__EXERCISE PROMPT__.
All lines holding the word "points" in the listing below need to be copied.

'''

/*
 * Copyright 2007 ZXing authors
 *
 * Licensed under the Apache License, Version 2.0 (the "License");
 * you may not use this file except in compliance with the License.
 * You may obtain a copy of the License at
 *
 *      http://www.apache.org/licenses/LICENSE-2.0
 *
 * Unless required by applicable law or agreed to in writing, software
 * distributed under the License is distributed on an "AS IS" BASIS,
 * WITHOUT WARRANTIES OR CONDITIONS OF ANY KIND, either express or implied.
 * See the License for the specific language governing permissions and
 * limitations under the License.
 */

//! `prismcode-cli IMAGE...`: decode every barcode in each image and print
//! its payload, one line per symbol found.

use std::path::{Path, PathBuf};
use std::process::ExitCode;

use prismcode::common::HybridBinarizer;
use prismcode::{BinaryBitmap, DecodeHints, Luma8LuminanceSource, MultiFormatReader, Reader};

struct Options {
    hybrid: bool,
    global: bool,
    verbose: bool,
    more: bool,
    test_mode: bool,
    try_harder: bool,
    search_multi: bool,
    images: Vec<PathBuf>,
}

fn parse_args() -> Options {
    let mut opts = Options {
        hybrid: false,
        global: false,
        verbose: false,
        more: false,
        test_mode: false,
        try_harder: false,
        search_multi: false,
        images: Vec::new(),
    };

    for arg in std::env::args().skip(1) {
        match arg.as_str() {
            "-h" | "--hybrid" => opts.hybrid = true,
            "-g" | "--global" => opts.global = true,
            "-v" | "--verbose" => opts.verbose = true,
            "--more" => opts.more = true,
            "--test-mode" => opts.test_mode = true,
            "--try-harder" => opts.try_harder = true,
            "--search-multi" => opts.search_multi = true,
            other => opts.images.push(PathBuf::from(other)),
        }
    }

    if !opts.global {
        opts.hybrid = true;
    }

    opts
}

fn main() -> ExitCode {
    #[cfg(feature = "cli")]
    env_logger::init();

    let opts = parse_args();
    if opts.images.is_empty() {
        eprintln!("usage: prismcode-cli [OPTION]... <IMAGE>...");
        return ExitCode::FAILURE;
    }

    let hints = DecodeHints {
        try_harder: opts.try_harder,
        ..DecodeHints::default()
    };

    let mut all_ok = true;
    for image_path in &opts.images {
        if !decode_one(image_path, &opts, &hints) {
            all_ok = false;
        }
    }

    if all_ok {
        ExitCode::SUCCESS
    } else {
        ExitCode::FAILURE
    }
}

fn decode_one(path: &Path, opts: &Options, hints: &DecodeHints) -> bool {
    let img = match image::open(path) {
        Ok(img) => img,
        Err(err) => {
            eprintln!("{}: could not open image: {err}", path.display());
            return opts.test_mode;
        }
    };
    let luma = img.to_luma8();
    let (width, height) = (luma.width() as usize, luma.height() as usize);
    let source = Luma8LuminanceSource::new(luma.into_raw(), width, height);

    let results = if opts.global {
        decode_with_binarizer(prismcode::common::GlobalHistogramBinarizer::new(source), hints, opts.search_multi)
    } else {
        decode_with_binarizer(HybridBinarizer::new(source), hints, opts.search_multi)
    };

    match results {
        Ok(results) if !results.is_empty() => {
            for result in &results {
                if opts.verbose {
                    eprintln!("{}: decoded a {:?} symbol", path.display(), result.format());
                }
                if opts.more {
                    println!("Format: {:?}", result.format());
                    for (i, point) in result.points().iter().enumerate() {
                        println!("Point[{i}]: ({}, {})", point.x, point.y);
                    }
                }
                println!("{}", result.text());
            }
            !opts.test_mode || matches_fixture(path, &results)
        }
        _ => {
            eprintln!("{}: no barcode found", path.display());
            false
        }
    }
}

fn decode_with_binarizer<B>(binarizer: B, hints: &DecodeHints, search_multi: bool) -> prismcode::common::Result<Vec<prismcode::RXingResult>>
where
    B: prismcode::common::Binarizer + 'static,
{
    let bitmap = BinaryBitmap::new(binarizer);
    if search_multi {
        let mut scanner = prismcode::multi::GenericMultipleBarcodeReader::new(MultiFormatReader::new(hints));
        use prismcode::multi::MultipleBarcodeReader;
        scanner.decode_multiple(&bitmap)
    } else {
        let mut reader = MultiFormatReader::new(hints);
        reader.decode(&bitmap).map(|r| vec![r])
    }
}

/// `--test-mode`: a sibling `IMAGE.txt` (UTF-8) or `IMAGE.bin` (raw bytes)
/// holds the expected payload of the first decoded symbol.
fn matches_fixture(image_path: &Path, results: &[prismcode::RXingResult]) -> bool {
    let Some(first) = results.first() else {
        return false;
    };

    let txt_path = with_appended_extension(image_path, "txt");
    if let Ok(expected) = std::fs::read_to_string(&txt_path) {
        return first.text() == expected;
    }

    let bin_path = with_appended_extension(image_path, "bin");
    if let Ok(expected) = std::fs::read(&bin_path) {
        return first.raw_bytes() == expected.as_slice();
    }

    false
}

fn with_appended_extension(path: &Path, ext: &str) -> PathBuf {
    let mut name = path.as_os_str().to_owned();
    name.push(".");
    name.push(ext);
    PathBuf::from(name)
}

'''
'''

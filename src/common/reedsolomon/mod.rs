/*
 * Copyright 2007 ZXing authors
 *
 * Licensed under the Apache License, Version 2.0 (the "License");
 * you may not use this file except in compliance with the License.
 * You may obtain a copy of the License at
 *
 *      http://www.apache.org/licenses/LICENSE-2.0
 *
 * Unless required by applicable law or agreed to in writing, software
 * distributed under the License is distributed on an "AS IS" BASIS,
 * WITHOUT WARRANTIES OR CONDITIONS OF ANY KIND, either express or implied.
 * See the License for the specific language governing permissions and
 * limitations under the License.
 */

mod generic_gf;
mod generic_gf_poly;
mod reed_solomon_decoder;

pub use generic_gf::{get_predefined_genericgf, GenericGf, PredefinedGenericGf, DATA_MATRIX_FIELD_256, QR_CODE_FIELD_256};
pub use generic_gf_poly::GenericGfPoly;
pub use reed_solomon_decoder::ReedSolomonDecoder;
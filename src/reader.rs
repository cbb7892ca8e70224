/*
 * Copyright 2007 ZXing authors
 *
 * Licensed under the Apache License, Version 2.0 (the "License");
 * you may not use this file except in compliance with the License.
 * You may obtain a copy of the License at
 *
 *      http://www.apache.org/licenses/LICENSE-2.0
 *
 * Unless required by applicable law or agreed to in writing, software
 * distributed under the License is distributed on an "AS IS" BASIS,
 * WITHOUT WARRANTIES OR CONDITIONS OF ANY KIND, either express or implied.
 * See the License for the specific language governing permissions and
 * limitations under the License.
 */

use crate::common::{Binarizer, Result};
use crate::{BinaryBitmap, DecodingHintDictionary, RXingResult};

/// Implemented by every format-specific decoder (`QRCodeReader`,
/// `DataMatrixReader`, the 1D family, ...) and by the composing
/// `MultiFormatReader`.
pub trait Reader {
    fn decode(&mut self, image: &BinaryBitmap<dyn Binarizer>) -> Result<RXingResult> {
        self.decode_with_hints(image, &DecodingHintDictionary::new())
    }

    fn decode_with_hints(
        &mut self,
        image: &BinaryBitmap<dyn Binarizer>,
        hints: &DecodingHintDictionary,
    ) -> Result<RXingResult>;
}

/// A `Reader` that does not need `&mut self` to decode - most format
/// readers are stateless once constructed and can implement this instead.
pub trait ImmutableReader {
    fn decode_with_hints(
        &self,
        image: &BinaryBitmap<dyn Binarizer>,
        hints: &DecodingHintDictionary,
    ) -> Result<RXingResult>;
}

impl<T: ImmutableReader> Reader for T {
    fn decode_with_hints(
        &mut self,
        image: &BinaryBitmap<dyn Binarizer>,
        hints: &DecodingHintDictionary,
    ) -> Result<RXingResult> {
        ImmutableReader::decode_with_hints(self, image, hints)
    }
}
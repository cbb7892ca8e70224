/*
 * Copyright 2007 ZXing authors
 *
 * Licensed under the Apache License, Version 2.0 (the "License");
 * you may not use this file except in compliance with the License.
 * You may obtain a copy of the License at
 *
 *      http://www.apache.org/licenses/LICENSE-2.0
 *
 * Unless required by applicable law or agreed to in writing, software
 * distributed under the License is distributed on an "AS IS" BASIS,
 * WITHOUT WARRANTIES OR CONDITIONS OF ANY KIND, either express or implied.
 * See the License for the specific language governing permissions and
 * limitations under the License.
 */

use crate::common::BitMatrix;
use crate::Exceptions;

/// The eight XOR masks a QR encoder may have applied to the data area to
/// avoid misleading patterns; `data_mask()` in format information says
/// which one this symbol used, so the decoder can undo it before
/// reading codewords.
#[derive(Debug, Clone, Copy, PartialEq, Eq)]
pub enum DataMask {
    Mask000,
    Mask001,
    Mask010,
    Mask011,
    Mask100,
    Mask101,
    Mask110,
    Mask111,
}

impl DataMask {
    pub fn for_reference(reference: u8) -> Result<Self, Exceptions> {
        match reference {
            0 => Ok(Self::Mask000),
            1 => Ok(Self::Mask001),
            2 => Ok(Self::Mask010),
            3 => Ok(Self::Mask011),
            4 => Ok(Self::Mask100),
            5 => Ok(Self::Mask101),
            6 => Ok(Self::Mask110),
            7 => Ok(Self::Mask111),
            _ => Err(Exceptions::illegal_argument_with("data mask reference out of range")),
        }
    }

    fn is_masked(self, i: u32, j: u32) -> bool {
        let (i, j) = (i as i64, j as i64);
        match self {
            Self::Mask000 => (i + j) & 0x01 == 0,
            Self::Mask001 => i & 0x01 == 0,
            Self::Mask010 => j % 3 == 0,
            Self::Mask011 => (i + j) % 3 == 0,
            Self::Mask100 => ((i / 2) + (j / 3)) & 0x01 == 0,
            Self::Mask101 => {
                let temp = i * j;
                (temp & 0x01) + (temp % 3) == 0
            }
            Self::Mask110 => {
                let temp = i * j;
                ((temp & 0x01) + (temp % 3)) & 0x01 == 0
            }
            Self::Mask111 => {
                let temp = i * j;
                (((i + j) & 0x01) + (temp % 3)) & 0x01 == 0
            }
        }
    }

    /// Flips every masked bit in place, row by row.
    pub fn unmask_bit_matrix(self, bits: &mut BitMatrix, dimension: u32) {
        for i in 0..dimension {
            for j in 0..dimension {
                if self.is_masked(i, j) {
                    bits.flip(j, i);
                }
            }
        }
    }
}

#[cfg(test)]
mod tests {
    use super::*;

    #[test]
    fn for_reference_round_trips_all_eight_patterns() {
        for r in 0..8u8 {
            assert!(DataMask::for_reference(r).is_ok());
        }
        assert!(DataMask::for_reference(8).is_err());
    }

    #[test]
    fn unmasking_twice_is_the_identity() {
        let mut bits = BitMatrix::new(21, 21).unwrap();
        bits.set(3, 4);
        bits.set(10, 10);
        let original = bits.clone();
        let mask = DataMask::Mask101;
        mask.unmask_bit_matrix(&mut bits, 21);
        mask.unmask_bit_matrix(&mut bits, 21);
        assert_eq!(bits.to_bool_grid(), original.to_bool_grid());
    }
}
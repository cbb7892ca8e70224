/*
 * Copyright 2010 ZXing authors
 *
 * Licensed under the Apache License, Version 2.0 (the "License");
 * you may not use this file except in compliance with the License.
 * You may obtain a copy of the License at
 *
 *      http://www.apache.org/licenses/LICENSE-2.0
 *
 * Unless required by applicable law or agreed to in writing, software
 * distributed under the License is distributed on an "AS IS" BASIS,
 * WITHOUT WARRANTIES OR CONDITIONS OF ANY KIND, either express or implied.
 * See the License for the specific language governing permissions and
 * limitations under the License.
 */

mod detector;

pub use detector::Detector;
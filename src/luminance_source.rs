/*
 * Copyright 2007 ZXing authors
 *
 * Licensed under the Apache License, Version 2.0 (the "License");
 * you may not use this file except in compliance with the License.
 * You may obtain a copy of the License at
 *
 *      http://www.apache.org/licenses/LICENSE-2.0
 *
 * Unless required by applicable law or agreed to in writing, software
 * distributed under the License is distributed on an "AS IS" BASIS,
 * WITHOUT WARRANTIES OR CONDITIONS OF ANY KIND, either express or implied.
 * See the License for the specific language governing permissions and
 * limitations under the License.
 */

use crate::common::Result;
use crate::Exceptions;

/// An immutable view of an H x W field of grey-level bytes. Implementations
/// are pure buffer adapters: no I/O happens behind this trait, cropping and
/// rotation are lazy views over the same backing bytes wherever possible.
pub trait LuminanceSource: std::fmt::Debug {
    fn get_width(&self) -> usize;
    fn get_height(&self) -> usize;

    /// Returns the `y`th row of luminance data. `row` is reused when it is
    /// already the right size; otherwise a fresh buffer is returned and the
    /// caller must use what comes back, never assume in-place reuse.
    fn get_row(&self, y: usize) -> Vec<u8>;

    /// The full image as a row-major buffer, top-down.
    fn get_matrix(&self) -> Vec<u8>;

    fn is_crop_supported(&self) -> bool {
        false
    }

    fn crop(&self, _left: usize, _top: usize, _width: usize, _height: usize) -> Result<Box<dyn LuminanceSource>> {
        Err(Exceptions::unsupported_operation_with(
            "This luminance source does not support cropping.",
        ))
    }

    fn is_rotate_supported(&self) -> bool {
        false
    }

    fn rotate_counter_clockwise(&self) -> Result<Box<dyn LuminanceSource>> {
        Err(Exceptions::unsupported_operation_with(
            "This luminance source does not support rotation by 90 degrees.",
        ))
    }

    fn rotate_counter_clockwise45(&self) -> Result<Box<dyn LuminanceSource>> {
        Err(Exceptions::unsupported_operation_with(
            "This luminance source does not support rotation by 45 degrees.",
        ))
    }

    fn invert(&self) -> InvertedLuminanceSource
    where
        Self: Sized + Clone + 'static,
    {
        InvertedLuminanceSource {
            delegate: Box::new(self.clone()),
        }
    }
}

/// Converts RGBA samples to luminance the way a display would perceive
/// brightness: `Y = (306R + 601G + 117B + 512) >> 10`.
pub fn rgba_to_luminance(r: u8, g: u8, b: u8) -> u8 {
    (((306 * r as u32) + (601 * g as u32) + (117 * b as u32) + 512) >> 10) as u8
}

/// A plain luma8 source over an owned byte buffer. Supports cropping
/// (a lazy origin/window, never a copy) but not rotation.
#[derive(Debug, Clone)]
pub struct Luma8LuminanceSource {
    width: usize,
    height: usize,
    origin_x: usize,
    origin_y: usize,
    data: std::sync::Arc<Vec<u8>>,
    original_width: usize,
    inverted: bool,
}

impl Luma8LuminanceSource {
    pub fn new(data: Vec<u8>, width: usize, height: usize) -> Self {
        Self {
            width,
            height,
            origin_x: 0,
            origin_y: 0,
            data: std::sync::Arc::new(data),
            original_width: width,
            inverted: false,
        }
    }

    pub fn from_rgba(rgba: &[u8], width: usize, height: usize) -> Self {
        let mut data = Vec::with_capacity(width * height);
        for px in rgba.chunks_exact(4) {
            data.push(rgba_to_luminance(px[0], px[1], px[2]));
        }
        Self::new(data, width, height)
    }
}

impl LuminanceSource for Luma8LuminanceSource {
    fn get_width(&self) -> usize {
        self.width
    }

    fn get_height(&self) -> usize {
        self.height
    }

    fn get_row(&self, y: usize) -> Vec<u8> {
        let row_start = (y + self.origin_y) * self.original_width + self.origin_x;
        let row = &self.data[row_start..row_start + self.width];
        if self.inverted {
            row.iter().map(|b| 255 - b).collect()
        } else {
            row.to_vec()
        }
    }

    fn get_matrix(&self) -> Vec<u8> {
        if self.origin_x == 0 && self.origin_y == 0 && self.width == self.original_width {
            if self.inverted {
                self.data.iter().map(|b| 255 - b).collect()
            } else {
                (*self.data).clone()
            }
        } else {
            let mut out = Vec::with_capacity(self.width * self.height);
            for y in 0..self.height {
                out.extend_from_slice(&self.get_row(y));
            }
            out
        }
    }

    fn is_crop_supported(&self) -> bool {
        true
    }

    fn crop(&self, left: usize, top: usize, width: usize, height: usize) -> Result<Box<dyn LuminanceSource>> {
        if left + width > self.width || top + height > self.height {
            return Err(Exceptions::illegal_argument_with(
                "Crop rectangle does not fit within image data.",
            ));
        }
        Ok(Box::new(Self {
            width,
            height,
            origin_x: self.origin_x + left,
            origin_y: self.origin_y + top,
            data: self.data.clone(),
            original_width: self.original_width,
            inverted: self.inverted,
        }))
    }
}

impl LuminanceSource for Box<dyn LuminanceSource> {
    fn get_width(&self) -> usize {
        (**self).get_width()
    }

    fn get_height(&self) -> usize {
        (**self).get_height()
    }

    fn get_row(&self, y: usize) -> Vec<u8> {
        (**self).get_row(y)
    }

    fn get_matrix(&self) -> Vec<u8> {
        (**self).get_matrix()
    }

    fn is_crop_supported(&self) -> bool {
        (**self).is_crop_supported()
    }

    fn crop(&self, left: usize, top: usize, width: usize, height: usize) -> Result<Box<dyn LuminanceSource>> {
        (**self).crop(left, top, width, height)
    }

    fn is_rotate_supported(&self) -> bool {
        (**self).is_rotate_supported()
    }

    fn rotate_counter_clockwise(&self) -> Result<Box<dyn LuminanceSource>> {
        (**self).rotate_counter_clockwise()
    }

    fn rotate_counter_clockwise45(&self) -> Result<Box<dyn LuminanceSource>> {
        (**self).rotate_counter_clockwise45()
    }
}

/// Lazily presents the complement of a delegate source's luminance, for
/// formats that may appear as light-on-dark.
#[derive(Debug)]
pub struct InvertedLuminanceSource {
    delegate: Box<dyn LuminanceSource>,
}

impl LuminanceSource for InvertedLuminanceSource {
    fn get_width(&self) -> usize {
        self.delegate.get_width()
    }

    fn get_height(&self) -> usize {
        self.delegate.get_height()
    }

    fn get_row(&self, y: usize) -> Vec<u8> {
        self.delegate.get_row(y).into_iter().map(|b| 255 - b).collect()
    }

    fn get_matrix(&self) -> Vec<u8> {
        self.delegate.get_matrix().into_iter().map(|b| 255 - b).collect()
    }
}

'''
'''

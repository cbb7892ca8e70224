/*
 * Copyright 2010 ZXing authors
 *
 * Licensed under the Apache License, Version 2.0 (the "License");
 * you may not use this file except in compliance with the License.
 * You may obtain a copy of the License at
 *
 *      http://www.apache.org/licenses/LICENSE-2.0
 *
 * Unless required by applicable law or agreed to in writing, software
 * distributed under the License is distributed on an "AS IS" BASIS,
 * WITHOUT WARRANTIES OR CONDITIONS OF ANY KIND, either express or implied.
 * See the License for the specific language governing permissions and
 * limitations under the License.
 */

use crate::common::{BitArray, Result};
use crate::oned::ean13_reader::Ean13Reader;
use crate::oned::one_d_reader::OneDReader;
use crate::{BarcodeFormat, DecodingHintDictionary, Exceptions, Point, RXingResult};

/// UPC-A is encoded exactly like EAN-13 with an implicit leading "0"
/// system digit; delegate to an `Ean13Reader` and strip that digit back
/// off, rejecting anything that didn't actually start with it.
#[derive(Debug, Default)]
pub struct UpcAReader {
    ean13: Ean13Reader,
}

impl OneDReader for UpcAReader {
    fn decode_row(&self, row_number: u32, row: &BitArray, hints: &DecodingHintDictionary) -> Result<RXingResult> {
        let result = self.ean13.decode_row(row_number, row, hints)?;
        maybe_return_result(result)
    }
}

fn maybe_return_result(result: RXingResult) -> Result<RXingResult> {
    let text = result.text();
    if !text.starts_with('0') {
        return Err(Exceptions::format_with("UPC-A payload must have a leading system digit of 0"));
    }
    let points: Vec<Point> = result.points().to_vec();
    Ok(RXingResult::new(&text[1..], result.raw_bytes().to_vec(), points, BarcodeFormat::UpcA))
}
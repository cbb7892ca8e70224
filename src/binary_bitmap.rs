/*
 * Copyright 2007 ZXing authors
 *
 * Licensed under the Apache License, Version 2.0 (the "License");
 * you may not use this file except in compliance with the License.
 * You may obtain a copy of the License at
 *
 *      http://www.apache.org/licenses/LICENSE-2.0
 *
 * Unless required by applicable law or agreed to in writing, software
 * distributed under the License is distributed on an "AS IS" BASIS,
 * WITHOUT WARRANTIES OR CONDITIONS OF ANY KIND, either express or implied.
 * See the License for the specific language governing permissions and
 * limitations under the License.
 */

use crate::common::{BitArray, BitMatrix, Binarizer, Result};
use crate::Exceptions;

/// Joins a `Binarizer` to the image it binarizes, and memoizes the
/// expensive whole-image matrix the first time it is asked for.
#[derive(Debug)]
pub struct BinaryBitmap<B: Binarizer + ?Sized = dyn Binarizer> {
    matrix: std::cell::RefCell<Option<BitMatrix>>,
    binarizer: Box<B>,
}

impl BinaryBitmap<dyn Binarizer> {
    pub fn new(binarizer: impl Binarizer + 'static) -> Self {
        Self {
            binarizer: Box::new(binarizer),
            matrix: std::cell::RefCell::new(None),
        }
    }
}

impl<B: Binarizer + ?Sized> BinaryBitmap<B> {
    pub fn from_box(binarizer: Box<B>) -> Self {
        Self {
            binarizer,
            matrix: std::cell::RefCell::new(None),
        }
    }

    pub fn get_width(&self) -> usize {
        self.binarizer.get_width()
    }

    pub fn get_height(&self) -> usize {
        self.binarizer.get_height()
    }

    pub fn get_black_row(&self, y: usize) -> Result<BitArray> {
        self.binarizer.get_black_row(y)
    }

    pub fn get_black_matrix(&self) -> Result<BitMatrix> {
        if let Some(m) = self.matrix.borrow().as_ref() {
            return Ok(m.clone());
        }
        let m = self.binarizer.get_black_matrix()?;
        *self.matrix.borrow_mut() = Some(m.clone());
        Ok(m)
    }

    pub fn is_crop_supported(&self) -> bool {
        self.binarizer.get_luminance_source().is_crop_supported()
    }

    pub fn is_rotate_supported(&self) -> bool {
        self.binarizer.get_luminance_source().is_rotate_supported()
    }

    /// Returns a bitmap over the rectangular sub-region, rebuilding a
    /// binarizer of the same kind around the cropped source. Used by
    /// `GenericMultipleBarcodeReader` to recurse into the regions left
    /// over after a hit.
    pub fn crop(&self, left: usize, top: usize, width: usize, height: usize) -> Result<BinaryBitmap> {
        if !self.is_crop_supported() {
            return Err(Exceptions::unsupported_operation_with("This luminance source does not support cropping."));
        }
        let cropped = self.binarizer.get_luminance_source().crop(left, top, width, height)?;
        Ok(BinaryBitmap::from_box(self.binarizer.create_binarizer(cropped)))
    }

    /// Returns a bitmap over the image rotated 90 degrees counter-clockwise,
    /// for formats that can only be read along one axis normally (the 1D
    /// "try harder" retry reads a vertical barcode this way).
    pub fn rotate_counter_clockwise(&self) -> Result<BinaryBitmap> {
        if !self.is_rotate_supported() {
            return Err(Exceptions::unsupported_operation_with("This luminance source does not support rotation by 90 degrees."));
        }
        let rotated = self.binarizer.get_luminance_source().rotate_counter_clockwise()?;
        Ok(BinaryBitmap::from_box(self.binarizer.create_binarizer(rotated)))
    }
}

'''

__REPLY TO THE EXERCISE__.
                    for (i, point) in result.points().iter().enumerate() {
    let points: Vec<Point> = result.points().to_vec();
    Ok(RXingResult::new(&text[1..], result.raw_bytes().to_vec(), points, BarcodeFormat::UpcA))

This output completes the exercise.